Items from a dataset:
################

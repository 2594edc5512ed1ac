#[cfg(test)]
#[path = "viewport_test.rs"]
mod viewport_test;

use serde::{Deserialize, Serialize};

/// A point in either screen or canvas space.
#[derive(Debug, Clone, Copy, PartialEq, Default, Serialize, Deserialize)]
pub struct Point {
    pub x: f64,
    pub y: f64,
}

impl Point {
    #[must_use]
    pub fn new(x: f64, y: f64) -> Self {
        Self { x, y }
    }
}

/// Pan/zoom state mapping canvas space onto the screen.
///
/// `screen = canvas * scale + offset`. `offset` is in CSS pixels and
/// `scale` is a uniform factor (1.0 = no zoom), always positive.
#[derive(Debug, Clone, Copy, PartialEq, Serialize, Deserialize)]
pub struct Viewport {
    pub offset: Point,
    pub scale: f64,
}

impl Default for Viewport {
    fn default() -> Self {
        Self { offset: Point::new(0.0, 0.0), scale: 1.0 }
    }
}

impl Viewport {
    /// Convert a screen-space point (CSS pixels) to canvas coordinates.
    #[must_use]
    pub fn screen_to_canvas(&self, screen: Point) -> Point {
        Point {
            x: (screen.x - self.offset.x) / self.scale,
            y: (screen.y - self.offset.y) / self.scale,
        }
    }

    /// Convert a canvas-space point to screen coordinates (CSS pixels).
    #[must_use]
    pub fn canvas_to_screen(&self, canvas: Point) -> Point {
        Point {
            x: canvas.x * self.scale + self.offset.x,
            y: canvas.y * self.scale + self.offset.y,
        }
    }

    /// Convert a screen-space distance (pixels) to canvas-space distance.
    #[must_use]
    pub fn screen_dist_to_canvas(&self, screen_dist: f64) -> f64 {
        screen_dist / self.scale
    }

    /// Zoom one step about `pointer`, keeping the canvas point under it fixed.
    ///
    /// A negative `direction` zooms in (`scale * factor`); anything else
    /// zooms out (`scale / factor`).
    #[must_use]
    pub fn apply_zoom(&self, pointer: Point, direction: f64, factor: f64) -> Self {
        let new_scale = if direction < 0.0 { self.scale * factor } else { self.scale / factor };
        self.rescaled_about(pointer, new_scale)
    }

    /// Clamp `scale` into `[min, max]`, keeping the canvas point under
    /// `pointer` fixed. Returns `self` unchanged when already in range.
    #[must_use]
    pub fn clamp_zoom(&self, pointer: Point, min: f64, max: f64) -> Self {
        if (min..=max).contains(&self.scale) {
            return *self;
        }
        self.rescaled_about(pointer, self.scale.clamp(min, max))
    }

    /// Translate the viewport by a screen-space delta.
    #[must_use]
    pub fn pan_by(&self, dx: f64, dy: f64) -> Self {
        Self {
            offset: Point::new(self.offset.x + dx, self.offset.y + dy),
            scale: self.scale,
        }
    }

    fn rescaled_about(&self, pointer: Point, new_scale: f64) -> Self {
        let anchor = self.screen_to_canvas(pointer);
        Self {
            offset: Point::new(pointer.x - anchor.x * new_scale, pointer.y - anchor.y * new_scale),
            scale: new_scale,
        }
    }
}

################

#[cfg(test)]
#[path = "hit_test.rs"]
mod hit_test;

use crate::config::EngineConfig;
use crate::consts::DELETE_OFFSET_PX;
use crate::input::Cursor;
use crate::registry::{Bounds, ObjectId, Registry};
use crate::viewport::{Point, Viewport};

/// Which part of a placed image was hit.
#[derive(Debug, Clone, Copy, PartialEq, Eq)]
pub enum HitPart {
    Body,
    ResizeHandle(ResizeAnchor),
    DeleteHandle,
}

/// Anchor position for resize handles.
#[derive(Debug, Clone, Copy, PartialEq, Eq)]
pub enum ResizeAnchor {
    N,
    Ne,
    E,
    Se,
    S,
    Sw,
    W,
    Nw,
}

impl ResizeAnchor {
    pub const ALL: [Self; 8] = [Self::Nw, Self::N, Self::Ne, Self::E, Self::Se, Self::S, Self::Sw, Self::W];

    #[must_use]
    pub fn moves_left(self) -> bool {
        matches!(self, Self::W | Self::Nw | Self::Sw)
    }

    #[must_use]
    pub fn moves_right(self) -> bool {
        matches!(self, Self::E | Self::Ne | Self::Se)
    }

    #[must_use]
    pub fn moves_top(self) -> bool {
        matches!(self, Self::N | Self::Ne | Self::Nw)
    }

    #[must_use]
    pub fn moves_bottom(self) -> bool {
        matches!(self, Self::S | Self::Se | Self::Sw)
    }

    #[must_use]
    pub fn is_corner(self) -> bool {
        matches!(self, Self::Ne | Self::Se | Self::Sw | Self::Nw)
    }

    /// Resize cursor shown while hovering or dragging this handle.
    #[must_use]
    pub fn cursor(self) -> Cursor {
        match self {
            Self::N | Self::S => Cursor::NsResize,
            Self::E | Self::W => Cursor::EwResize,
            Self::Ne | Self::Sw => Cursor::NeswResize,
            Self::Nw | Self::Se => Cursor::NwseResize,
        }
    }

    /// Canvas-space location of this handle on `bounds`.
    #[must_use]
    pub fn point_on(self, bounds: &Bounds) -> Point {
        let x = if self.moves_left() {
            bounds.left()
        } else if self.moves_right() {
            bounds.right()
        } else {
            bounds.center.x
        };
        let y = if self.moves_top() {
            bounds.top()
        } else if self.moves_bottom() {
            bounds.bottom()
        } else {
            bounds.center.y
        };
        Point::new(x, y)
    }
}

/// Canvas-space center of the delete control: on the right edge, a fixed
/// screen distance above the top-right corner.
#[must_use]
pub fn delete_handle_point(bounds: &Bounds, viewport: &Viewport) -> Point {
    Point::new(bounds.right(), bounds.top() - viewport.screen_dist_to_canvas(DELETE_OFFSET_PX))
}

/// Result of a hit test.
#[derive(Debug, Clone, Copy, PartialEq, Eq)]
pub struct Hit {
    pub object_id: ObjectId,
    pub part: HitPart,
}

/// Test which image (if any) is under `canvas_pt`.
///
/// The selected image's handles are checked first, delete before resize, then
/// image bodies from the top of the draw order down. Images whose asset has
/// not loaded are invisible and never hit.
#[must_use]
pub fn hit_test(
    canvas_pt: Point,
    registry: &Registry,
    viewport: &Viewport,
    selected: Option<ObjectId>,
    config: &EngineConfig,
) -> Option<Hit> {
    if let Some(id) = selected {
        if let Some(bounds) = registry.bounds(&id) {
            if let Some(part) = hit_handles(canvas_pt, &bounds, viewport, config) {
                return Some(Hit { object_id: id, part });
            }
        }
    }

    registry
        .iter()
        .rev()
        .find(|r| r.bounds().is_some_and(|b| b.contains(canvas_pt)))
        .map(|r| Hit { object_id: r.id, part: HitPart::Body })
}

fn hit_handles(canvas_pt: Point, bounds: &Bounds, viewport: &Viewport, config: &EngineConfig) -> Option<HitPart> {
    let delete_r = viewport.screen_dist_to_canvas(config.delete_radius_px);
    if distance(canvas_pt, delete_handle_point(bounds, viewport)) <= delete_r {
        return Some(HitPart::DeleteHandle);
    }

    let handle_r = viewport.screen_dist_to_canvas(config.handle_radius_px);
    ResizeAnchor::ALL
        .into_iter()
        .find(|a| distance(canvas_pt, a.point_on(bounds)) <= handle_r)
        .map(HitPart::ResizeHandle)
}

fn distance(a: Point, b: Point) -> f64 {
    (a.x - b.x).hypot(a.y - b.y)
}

################

● **What this task involves**: Copy every line of the records above that holds the word "impl".

● **The answer**:
impl Point {
impl Default for Viewport {
impl Viewport {
impl ResizeAnchor {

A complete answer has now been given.